On February 21, an Israeli lunar lander called Beresheet (Hebrew for ‘the beginning’) began its journey to the Moon aboard a SpaceX rocket in its quest to be the first privately-funded spacecraft to land on the Moon. A month later, it was reported, Beresheet had crash-landed and was irredeemably broken except, for a curious, quirky payload called the Lunar Library.

The Lunar Library is a 30 million page archive of human history and civilisation, covering all subjects, cultures, nations, languages, genres, and time periods. In the event of human extinction, it’s meant to be a ‘backup ‘ of earth-life.

It is housed within a 100 gram nanotechnology device that resembles a 120mm DVD. However it is actually composed of 25 nickel discs, each only 40 microns thick. The device was conceived courtesy the Arch Mission Foundation (AMF), a U.S.-based nonprofit whose mission is to create repositories of human civilisation and spread them through space.

Nova Spivack, co-founder of AMF, told The Hindu that the Lunar Library contained a small sample from the Bodhi tree in India, along with material on learning Hindi, Urdu and information on music.

“The management of Mahabodhi stupa (Bihar) privately gave me a leaf from the Bodhi tree and some soil from under the Bodhi seat. These were included,” he wrote in an e-mail. “We mixed these with relics from saints and yogis, as well as earth from sacred caves and tiny bits of relics from India, China, Bhutan, Myanmar, Thailand, Vietnam, Nepal and Tibet.”

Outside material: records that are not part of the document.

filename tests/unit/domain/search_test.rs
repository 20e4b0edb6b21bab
// Copyright (c) 2025 Kirky.X
//
// Licensed under the MIT License
// See LICENSE file in the project root for full license information.

use docsearch::domain::models::search_result::ResultKind;
use docsearch::domain::services::catalog_service::CatalogService;
use docsearch::domain::services::link_builder::LinkBuilder;
use docsearch::domain::services::query_parser::ParsedQuery;
use docsearch::domain::services::search_service::SearchService;
use std::sync::Arc;

use crate::unit::load_fixture;

fn service() -> SearchService {
    SearchService::new(Arc::new(load_fixture()), LinkBuilder::new("/", ".html"))
}

#[test]
fn test_exact_module_name_ranks_first() {
    let results = service().search(&ParsedQuery::parse("RNN"), 10);
    let top = &results[0];
    assert_eq!(top.kind, ResultKind::Object);
    assert_eq!(top.title, "dsipts.models.RNN");
    assert_eq!(top.anchor, "#module-dsipts.models.RNN");
    assert_eq!(top.url, "/dsipts.models.html#module-dsipts.models.RNN");
    assert_eq!(top.score, 26);
    assert_eq!(
        top.description.as_deref(),
        Some("Python module, in dsipts.models package")
    );

    // the class of the same name follows, then the method
    assert_eq!(results[1].title, "dsipts.models.RNN.RNN");
    assert_eq!(results[1].score, 16);
}

#[test]
fn test_partial_object_name() {
    let results = service().perform_object_search("moving", &["moving".to_string()]);
    assert_eq!(results.len(), 2);
    let class = results
        .iter()
        .find(|r| r.title == "dsipts.models.LinearTS.moving_avg")
        .unwrap();
    // partial match on the last component plus class priority
    assert_eq!(class.score, 6 + 5);
    // the method only matches through its prefix
    let method = results
        .iter()
        .find(|r| r.title == "dsipts.models.LinearTS.moving_avg.forward")
        .unwrap();
    assert_eq!(method.score, 5);
}

#[test]
fn test_title_terms_outrank_body_terms() {
    let results = service().perform_terms_search(&ParsedQuery::parse("models"));
    let models_doc = results.iter().find(|r| r.docname == "dsipts.models").unwrap();
    let other = results.iter().find(|r| r.docname == "dsipts").unwrap();
    assert_eq!(models_doc.score, 15);
    assert_eq!(other.score, 5);
}

#[test]
fn test_multi_term_query_requires_all_terms() {
    let service = service();
    let training = service.perform_terms_search(&ParsedQuery::parse("training"));
    let combined = service.perform_terms_search(&ParsedQuery::parse("training accuracy"));
    assert!(combined.len() <= training.len());
    assert!(combined.iter().all(|r| r.docname == "dsipts.models"));
}

#[test]
fn test_excluded_term_removes_documents() {
    let service = service();
    let with = service.perform_terms_search(&ParsedQuery::parse("training"));
    assert!(with.iter().any(|r| r.docname == "dsipts.models"));

    let without = service.perform_terms_search(&ParsedQuery::parse("training -accuracy"));
    assert!(without.iter().all(|r| r.docname != "dsipts.models"));
    assert!(without.iter().any(|r| r.docname == "dsipts.data_structure"));
}

#[test]
fn test_results_are_unique_and_limited() {
    let results = service().search(&ParsedQuery::parse("dsipts"), 5);
    assert_eq!(results.len(), 5);
    for (i, a) in results.iter().enumerate() {
        for b in &results[i + 1..] {
            assert_ne!(a.dedup_key(), b.dedup_key());
        }
        if i > 0 {
            assert!(results[i - 1].score >= a.score);
        }
    }
}

#[test]
fn test_catalog_over_generated_index() {
    let catalog = CatalogService::new(Arc::new(load_fixture()), LinkBuilder::default());
    let stats = catalog.stats();
    assert_eq!(stats.documents, 6);
    assert_eq!(stats.objects, 80);
    assert_eq!(stats.objects_by_type.get("py:method"), Some(&37));
    assert_eq!(stats.objects_by_type.get("py:class"), Some(&15));
    assert_eq!(stats.objects_by_type.get("py:module"), Some(&13));
    assert_eq!(stats.title_terms, 21);

    let doc = catalog.document(4).unwrap();
    assert_eq!(doc.docname, "index");
    assert_eq!(doc.filename, "index.rst");
    assert_eq!(doc.title, "Welcome to DSIPTS\u{2019}s documentation!");

    let obj = catalog.object("dsipts.data_structure.data_structure.TimeSeries").unwrap();
    assert_eq!(obj.objtype.as_deref(), Some("py:class"));
    assert_eq!(obj.docname, "dsipts.data_structure");
}
// Copyright (c) 2025 Kirky.X
//
// Licensed under the MIT License
// See LICENSE file in the project root for full license information.

/// 仓库接口模块
///
/// 定义索引来源的抽象接口，具体实现位于基础设施层
pub mod index_repository;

Earlier this week, Mr. Spivack controversially revealed that the Lunar library also contained thousands of tardigrades — small, multicellular animals, first found by scientists in Antarctica, and known to be extremely resilient in hostile environments. They can survive without food and water for decades. Assuming that the Lunar library has survived they could be the first living organisms splashed across the surface of the moon.

The first microbes on the Moon are those left behind in the human faeces from the astronauts aboard the Apollo missions of 1968-1972.

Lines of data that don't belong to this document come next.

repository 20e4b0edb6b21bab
// Copyright (c) 2025 Kirky.X
//
// Licensed under the MIT License
// See LICENSE file in the project root for full license information.

use docsearch::config::settings::{LogFormat, Settings};

/// 环境变量覆盖文件与默认值
#[test]
fn test_environment_overrides_defaults() {
    std::env::set_var("DOCSEARCH__SEARCH__DEFAULT_LIMIT", "20");
    std::env::set_var("DOCSEARCH__SEARCH__MAX_LIMIT", "40");
    std::env::set_var("DOCSEARCH__INDEX__STRICT", "false");

    let settings = Settings::new();

    std::env::remove_var("DOCSEARCH__SEARCH__DEFAULT_LIMIT");
    std::env::remove_var("DOCSEARCH__SEARCH__MAX_LIMIT");
    std::env::remove_var("DOCSEARCH__INDEX__STRICT");

    let settings = settings.expect("settings load");
    assert_eq!(settings.search.default_limit, 20);
    assert_eq!(settings.search.max_limit, 40);
    assert!(!settings.index.strict);
    // untouched keys keep their defaults
    assert_eq!(settings.server.port, 3000);
    assert_eq!(settings.index.link_suffix, ".html");
    assert_eq!(settings.logging.format, LogFormat::Text);
}

#[test]
fn test_dirhtml_layout() {
    let settings = Settings::from_toml(
        r#"
        [index]
        path = "build/dirhtml/searchindex.js"
        url_root = "https://docs.example/"
        link_suffix = "/"
        "#,
    )
    .unwrap();
    assert_eq!(settings.index.path, "build/dirhtml/searchindex.js");
    assert_eq!(settings.index.url_root, "https://docs.example/");
    assert_eq!(settings.index.link_suffix, "/");
    assert!(settings.index.strict);
}
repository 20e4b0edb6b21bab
// Copyright (c) 2025 Kirky.X
//
// Licensed under the MIT License
// See LICENSE file in the project root for full license information.

pub mod errors;
pub mod handlers;
pub mod routes;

That these life-forms were part of the Lunar library was deliberately kept a “secret,” said Mr. Spivack. “We kept it secret for obvious reasons. However we haven’t violated any provisions of the Outer Space Treaty.” The treaty is a global, United Nations-backed agreement that bars countries from pursuing actions that could “harmfully contaminate” outer space including the Moon.

“It is believed that the Lunar Library survived the crash of Beresheet and is intact on the Moon according to our team of scientific advisors based on imagery data provided by NASA,” AMF said in a statement.

The first four layers contain more than 60,000 analog images of pages of books, photographs, illustrations, and documents — etched as 150 to 200 dpi, at increasing levels of magnification, by optical nanolithography.

The first analog layer is visible to the naked eye. It contains 1,500 pages of text and images, as well as holographic diffractive logos and text, and can be easily read with a 100X magnification optical microscope, or even a lower power magnifying glass.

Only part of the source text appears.